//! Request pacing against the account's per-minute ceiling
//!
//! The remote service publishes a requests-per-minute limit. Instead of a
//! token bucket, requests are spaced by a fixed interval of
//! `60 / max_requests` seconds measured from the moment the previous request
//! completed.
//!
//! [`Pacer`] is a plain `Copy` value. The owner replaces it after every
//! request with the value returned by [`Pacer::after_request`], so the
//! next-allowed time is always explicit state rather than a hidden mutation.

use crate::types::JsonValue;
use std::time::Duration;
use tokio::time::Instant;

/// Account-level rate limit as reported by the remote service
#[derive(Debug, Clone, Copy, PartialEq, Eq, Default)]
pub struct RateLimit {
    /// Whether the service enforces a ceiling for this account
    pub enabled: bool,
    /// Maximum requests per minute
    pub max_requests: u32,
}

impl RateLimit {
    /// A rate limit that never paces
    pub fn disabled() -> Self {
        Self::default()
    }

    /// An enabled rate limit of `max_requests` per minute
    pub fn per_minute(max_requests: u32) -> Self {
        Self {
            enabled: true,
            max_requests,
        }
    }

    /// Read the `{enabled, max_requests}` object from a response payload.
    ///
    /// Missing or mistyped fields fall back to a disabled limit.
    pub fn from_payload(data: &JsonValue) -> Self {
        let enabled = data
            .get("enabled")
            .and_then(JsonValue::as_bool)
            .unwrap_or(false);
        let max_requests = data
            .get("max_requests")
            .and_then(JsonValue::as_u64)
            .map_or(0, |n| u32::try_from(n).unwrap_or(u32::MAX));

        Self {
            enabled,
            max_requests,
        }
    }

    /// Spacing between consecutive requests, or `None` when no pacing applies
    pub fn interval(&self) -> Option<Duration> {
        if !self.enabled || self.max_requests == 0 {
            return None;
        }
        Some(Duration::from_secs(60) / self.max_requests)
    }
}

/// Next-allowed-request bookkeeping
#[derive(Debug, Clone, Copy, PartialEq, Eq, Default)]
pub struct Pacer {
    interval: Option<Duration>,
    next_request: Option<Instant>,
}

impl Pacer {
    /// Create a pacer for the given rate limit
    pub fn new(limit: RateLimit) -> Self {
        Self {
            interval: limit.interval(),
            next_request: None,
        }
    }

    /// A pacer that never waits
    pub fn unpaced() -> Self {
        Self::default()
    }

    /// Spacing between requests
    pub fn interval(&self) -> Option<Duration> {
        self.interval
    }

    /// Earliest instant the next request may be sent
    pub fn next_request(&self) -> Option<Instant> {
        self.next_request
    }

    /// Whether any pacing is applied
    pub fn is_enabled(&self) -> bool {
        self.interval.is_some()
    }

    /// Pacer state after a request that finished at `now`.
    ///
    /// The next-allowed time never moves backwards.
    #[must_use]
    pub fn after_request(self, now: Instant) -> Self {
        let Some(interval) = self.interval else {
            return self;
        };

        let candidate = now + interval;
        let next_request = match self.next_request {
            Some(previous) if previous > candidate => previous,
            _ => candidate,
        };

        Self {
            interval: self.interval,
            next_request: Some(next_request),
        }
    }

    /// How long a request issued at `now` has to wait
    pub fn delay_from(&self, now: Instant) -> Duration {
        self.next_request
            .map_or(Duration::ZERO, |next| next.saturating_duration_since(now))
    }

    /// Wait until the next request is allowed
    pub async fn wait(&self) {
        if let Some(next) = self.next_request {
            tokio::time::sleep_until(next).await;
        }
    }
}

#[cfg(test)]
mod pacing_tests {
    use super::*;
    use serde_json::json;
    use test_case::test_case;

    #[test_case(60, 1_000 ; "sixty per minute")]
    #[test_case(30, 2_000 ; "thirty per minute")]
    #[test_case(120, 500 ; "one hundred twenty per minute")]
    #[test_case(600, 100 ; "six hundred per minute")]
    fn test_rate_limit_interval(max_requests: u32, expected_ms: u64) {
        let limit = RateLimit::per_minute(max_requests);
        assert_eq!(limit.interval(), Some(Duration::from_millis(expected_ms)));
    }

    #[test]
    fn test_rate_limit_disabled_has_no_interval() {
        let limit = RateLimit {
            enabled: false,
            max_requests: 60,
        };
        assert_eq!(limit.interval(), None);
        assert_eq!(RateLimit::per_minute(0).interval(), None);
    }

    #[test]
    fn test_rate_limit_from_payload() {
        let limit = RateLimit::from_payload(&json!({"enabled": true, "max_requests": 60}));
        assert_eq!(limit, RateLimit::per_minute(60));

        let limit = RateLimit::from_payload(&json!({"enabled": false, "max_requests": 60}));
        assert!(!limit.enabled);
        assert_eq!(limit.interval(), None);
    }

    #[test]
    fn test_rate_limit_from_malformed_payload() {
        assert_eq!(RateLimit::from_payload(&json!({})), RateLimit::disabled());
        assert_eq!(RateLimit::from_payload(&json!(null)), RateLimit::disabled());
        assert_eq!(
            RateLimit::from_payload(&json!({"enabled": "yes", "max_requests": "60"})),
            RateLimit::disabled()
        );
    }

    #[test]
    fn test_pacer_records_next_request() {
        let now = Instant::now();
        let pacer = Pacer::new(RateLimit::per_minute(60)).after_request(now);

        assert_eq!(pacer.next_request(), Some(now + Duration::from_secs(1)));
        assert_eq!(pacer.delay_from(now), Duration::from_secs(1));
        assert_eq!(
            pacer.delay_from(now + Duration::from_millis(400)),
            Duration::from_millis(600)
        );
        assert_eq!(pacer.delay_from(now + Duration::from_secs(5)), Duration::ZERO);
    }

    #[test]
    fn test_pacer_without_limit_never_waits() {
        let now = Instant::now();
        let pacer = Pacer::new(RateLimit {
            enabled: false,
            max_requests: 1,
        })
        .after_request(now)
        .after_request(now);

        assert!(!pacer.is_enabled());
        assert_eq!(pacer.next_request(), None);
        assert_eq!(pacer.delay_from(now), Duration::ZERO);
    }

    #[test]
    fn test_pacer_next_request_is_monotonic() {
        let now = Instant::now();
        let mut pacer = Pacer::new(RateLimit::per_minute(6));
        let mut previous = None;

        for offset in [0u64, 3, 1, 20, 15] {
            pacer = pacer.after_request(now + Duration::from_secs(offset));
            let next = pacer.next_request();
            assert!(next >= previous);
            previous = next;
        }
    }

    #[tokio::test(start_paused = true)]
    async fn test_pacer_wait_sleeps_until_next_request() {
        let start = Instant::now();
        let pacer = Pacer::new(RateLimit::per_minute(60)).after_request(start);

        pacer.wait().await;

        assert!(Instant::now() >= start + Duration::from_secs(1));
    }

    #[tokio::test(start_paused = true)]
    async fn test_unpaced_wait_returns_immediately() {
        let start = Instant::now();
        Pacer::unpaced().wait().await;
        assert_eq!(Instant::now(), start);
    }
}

◆ **Problem to work on**: Look above for the line with "Duration::from_millis(600)" and the line with "for offset in". Retype those two lines and every line between them exactly, adding nothing.

◆ **Written answer**:
            Duration::from_millis(600)
        );
        assert_eq!(pacer.delay_from(now + Duration::from_secs(5)), Duration::ZERO);
    }

    #[test]
    fn test_pacer_without_limit_never_waits() {
        let now = Instant::now();
        let pacer = Pacer::new(RateLimit {
            enabled: false,
            max_requests: 1,
        })
        .after_request(now)
        .after_request(now);

        assert!(!pacer.is_enabled());
        assert_eq!(pacer.next_request(), None);
        assert_eq!(pacer.delay_from(now), Duration::ZERO);
    }

    #[test]
    fn test_pacer_next_request_is_monotonic() {
        let now = Instant::now();
        let mut pacer = Pacer::new(RateLimit::per_minute(6));
        let mut previous = None;

        for offset in [0u64, 3, 1, 20, 15] {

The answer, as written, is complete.